The Department of Banking and Insurance said new analysis showed the subsidies’ expiration would spike premiums for all individuals enrolled in plans traded on Get Covered NJ, New Jersey’s health insurance exchange, by 174%, adding more than $2,780 to premiums annually.
Individuals receiving financial assistance to subscribe to an exchange-traded plan — that’s 91% of enrollees who purchase health insurance through Get Covered NJ — would see a 163% increase, with rates rising by $1,850 on average.
“For the upcoming plan year, it is essential for all consumers to carefully shop and compare health plans to secure coverage that best meets their needs and budgets,” Zimmerman said.
The impact will be broad. More than 510,000 New Jerseyans are enrolled in plans obtained through the state’s marketplace, and more than 466,000 of those receive the enhanced subsidies, the department said.

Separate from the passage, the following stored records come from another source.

//! JWT Authentication Middleware
//!
//! Extracts and validates bearer tokens against the configured HS256 secret.

use axum::{
    extract::FromRequestParts,
    http::{header::AUTHORIZATION, request::Parts},
};
use jsonwebtoken::{decode, Algorithm, DecodingKey, Validation};
use serde::{Deserialize, Serialize};

use crate::infrastructure::driving_adapters::api_rest::AppState;
use crate::shared::errors::ApiError;

/// JWT claims structure
#[derive(Debug, Serialize, Deserialize)]
pub struct Claims {
    /// Subject (operator or service account)
    pub sub: String,
    /// Role
    pub role: String,
    /// Issued at timestamp
    pub iat: i64,
    /// Expiration timestamp
    pub exp: i64,
}

/// Caller identity extracted from a valid token
#[derive(Debug, Clone)]
pub struct AuthenticatedUser {
    pub id: String,
    pub role: String,
}

impl From<Claims> for AuthenticatedUser {
    fn from(claims: Claims) -> Self {
        Self {
            id: claims.sub,
            role: claims.role,
        }
    }
}

/// JWT authentication extractor
pub struct JwtAuth(pub AuthenticatedUser);

/// Decode and validate a bearer token
///
/// # Errors
///
/// Returns `ApiError::Unauthorized` if the signature, algorithm or expiry check fails.
pub fn verify_token(token: &str, secret: &str) -> Result<Claims, ApiError> {
    // Pin the algorithm so a token cannot pick its own
    let mut validation = Validation::new(Algorithm::HS256);
    validation.validate_exp = true;
    validation.leeway = 60;

    decode::<Claims>(token, &DecodingKey::from_secret(secret.as_bytes()), &validation)
        .map(|data| data.claims)
        .map_err(|err| {
            tracing::debug!(error = %err, "Token rejected");
            ApiError::Unauthorized("Invalid or expired token")
        })
}

impl FromRequestParts<AppState> for JwtAuth {
    type Rejection = ApiError;

    async fn from_request_parts(parts: &mut Parts, state: &AppState) -> Result<Self, Self::Rejection> {
        let auth_header = parts
            .headers
            .get(AUTHORIZATION)
            .and_then(|h| h.to_str().ok())
            .ok_or_else(|| ApiError::Unauthorized("Missing Authorization header"))?;

        let token = auth_header
            .strip_prefix("Bearer ")
            .ok_or_else(|| ApiError::Unauthorized("Invalid Authorization header format"))?;

        let claims = verify_token(token, &state.config.jwt.secret)?;
        tracing::debug!(subject = %claims.sub, role = %claims.role, "Request authenticated");

        Ok(JwtAuth(claims.into()))
    }
}
//! Network Handlers
//!
//! HTTP handlers for the network lifecycle.
//! All endpoints require JWT authentication.

use axum::{
    extract::{Path, State},
    http::StatusCode,
    Json,
};
use validator::Validate;

use crate::domain::models::network::{CreateNetworkData, NetworkId, TenantId};
use crate::infrastructure::driving_adapters::api_rest::dto::network::{
    CreateNetworkDto, NetworkResponseDto, RenameNetworkDto,
};
use crate::infrastructure::driving_adapters::api_rest::middleware::auth::JwtAuth;
use crate::infrastructure::driving_adapters::api_rest::AppState;
use crate::shared::errors::ApiError;

/// GET /tenants/:tenant_id/networks - List all networks
///
/// # Responses
///
/// * 200 OK - Every network in the registry, sorted by network id
/// * 401 Unauthorized - Missing or invalid JWT token
#[axum::debug_handler]
pub(super) async fn list_networks(
    _auth: JwtAuth,
    State(state): State<AppState>,
    Path(tenant_id): Path<String>,
) -> Result<Json<Vec<NetworkResponseDto>>, ApiError> {
    let mut networks = state.registry.list_networks(&TenantId::from(tenant_id)).await;
    networks.sort_by(|a, b| a.network_id().cmp(b.network_id()));

    let response: Vec<NetworkResponseDto> = networks.into_iter().map(NetworkResponseDto::from).collect();
    Ok(Json(response))
}

/// POST /tenants/:tenant_id/networks - Create a network and its VLAN
///
/// # Responses
///
/// * 201 Created - VLAN provisioned and network recorded
/// * 400 Bad Request - Validation error
/// * 401 Unauthorized - Missing or invalid JWT token
/// * 409 Conflict - Switch rejected the VLAN
/// * 502 Bad Gateway - Switch unreachable or login failed
#[axum::debug_handler]
pub(super) async fn create_network(
    _auth: JwtAuth,
    State(state): State<AppState>,
    Path(tenant_id): Path<String>,
    Json(dto): Json<CreateNetworkDto>,
) -> Result<(StatusCode, Json<NetworkResponseDto>), ApiError> {
    dto.validate()?;
    let data = CreateNetworkData::try_from(dto)?;

    let record = state
        .registry
        .create_network(&TenantId::from(tenant_id), data)
        .await?;

    Ok((StatusCode::CREATED, Json(NetworkResponseDto::from(record))))
}

/// GET /tenants/:tenant_id/networks/:network_id - Get network details
///
/// # Responses
///
/// * 200 OK - Network found
/// * 401 Unauthorized - Missing or invalid JWT token
/// * 404 Not Found - Network does not exist
#[axum::debug_handler]
pub(super) async fn get_network_details(
    _auth: JwtAuth,
    State(state): State<AppState>,
    Path((tenant_id, network_id)): Path<(String, String)>,
) -> Result<Json<NetworkResponseDto>, ApiError> {
    let record = state
        .registry
        .get_network_details(&TenantId::from(tenant_id), &NetworkId::from(network_id))
        .await?;

    Ok(Json(NetworkResponseDto::from(record)))
}

/// PUT /tenants/:tenant_id/networks/:network_id - Rename a network
///
/// # Responses
///
/// * 200 OK - Network renamed
/// * 400 Bad Request - Validation error
/// * 401 Unauthorized - Missing or invalid JWT token
/// * 404 Not Found - Network does not exist
#[axum::debug_handler]
pub(super) async fn rename_network(
    _auth: JwtAuth,
    State(state): State<AppState>,
    Path((tenant_id, network_id)): Path<(String, String)>,
    Json(dto): Json<RenameNetworkDto>,
) -> Result<Json<NetworkResponseDto>, ApiError> {
    dto.validate()?;

    let record = state
        .registry
        .rename_network(&TenantId::from(tenant_id), &NetworkId::from(network_id), &dto.name)
        .await?;

    Ok(Json(NetworkResponseDto::from(record)))
}

/// DELETE /tenants/:tenant_id/networks/:network_id - Delete a network and its VLAN
///
/// # Responses
///
/// * 200 OK - The removed network
/// * 401 Unauthorized - Missing or invalid JWT token
/// * 404 Not Found - Network does not exist
/// * 409 Conflict - Switch rejected the VLAN removal
/// * 502 Bad Gateway - Switch unreachable or login failed
#[axum::debug_handler]
pub(super) async fn delete_network(
    _auth: JwtAuth,
    State(state): State<AppState>,
    Path((tenant_id, network_id)): Path<(String, String)>,
) -> Result<Json<NetworkResponseDto>, ApiError> {
    let record = state
        .registry
        .delete_network(&TenantId::from(tenant_id), &NetworkId::from(network_id))
        .await?;

    Ok(Json(NetworkResponseDto::from(record)))
}
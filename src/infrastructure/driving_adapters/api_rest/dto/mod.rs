//! Data Transfer Objects
//!
//! Request and response DTOs for the REST API.

pub mod network;

pub use network::{
    CreateNetworkDto, CreatePortDto, NetworkResponseDto, PlugInterfaceDto, RenameNetworkDto, UpdatePortDto,
};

Overall, New Jersey expects to lose more than $500 million in federal premium assistance, state officials said. New Jersey will still provide $215 million in state assistance.
The increases could be far greater for families and individuals who are risky to insure.
Rates for a family of four in Ocean County with an annual income of $131,000 could see their premiums rise by $26,000 annually as a result of the expiring subsidies, the department said.
A Middlesex County couple in their early 60s with $94,000 in income could see an increase of more than $22,000, the department said.
At 28 days, the shutdown is already the second-longest in U.S. history. The only shutdown to last longer occurred during President Donald Trump’s first term in 2018 and 2019, and lasted for 35 days.